Activity
Copy exactly, and copy only, the lines from the one bearing "bounds invalid: min" through the final line of the records.

Supplied material section start

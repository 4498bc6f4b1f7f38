//! Participant identity.

use serde::{Deserialize, Serialize};
use std::fmt;

/// An opaque participant identity (claimant, juror, policy issuer).
///
/// The engine never interprets the string beyond equality and ordering; identity
/// management belongs to an external collaborator.
#[derive(Clone, Debug, PartialEq, Eq, PartialOrd, Ord, Hash, Serialize, Deserialize)]
#[serde(transparent)]
pub struct ParticipantId(String);

impl ParticipantId {
    pub fn new(raw: impl Into<String>) -> Self {
        Self(raw.into())
    }

    pub fn as_str(&self) -> &str {
        &self.0
    }

    /// Non-empty and free of whitespace.
    pub fn is_valid(&self) -> bool {
        !self.0.is_empty() && !self.0.chars().any(char::is_whitespace)
    }
}

impl fmt::Display for ParticipantId {
    fn fmt(&self, f: &mut fmt::Formatter<'_>) -> fmt::Result {
        write!(f, "{}", self.0)
    }
}

impl From<String> for ParticipantId {
    fn from(s: String) -> Self {
        Self::new(s)
    }
}

impl From<&str> for ParticipantId {
    fn from(s: &str) -> Self {
        Self::new(s)
    }
}
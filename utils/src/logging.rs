//! Structured logging initialisation via `tracing`.
//!
//! Logs always go to stderr; stdout is reserved for the daemon's event stream.
//!
//! Two output formats:
//! - [`LogFormat::Human`]: readable lines for local runs
//! - [`LogFormat::Json`]: newline-delimited JSON for log aggregation
//!
//! `RUST_LOG` overrides the caller-supplied level when set.

use serde::{Deserialize, Serialize};
use std::fmt;
use std::str::FromStr;
use thiserror::Error;
use tracing_subscriber::{fmt as tfmt, layer::SubscriberExt, util::SubscriberInitExt, EnvFilter};

#[derive(Debug, Clone, Copy, Default, PartialEq, Eq, Serialize, Deserialize)]
#[serde(rename_all = "lowercase")]
pub enum LogFormat {
    #[default]
    Human,
    Json,
}

impl FromStr for LogFormat {
    type Err = LoggingError;

    fn from_str(s: &str) -> Result<Self, Self::Err> {
        match s.to_ascii_lowercase().as_str() {
            "human" | "text" => Ok(Self::Human),
            "json" => Ok(Self::Json),
            other => Err(LoggingError::UnknownFormat(other.to_string())),
        }
    }
}

impl fmt::Display for LogFormat {
    fn fmt(&self, f: &mut fmt::Formatter<'_>) -> fmt::Result {
        match self {
            Self::Human => write!(f, "human"),
            Self::Json => write!(f, "json"),
        }
    }
}

#[derive(Debug, Error)]
pub enum LoggingError {
    #[error("unknown log format: {0} (expected human or json)")]
    UnknownFormat(String),

    #[error("a global subscriber is already installed: {0}")]
    AlreadyInitialised(String),
}

/// Install the global subscriber. Fails if one is already installed.
pub fn init_logging(format: LogFormat, level: &str) -> Result<(), LoggingError> {
    let filter = EnvFilter::try_from_default_env().unwrap_or_else(|_| EnvFilter::new(level));
    let registry = tracing_subscriber::registry().with(filter);

    let result = match format {
        LogFormat::Human => registry
            .with(tfmt::layer().with_target(true).with_writer(std::io::stderr))
            .try_init(),
        LogFormat::Json => registry
            .with(
                tfmt::layer()
                    .json()
                    .with_target(true)
                    .with_writer(std::io::stderr),
            )
            .try_init(),
    };
    result.map_err(|e| LoggingError::AlreadyInitialised(e.to_string()))
}

/// Human-format logging filtered by `RUST_LOG` only. Ignores repeat calls, so tests
/// and benches can call it freely.
pub fn init_tracing() {
    let _ = tfmt()
        .with_env_filter(EnvFilter::from_default_env())
        .with_writer(std::io::stderr)
        .try_init();
}
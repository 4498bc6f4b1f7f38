//! Errors raised when adjudication parameters are inconsistent.

use thiserror::Error;

#[derive(Clone, Debug, Error, PartialEq, Eq)]
pub enum ParamsError {
    #[error("jury size bounds invalid: min {min}, max {max}")]
    InvalidJuryBounds { min: u32, max: u32 },

    #[error("default jury size {size} outside [{min}, {max}]")]
    DefaultJurySize { size: u32, min: u32, max: u32 },

    #[error("consensus threshold {0}% exceeds 100%")]
    ThresholdOutOfRange(u32),

    #[error("quorum fraction {0} bps outside 1..=10000")]
    QuorumFractionOutOfRange(u32),

    #[error("voting period must be non-zero")]
    ZeroVotingPeriod,

    #[error("appeal window must be non-zero")]
    ZeroAppealWindow,
}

Supplied material section end

Expected answer
    #[error("jury size bounds invalid: min {min}, max {max}")]
    InvalidJuryBounds { min: u32, max: u32 },

    #[error("default jury size {size} outside [{min}, {max}]")]
    DefaultJurySize { size: u32, min: u32, max: u32 },

    #[error("consensus threshold {0}% exceeds 100%")]
    ThresholdOutOfRange(u32),

    #[error("quorum fraction {0} bps outside 1..=10000")]
    QuorumFractionOutOfRange(u32),

    #[error("voting period must be non-zero")]
    ZeroVotingPeriod,

    #[error("appeal window must be non-zero")]
    ZeroAppealWindow,
}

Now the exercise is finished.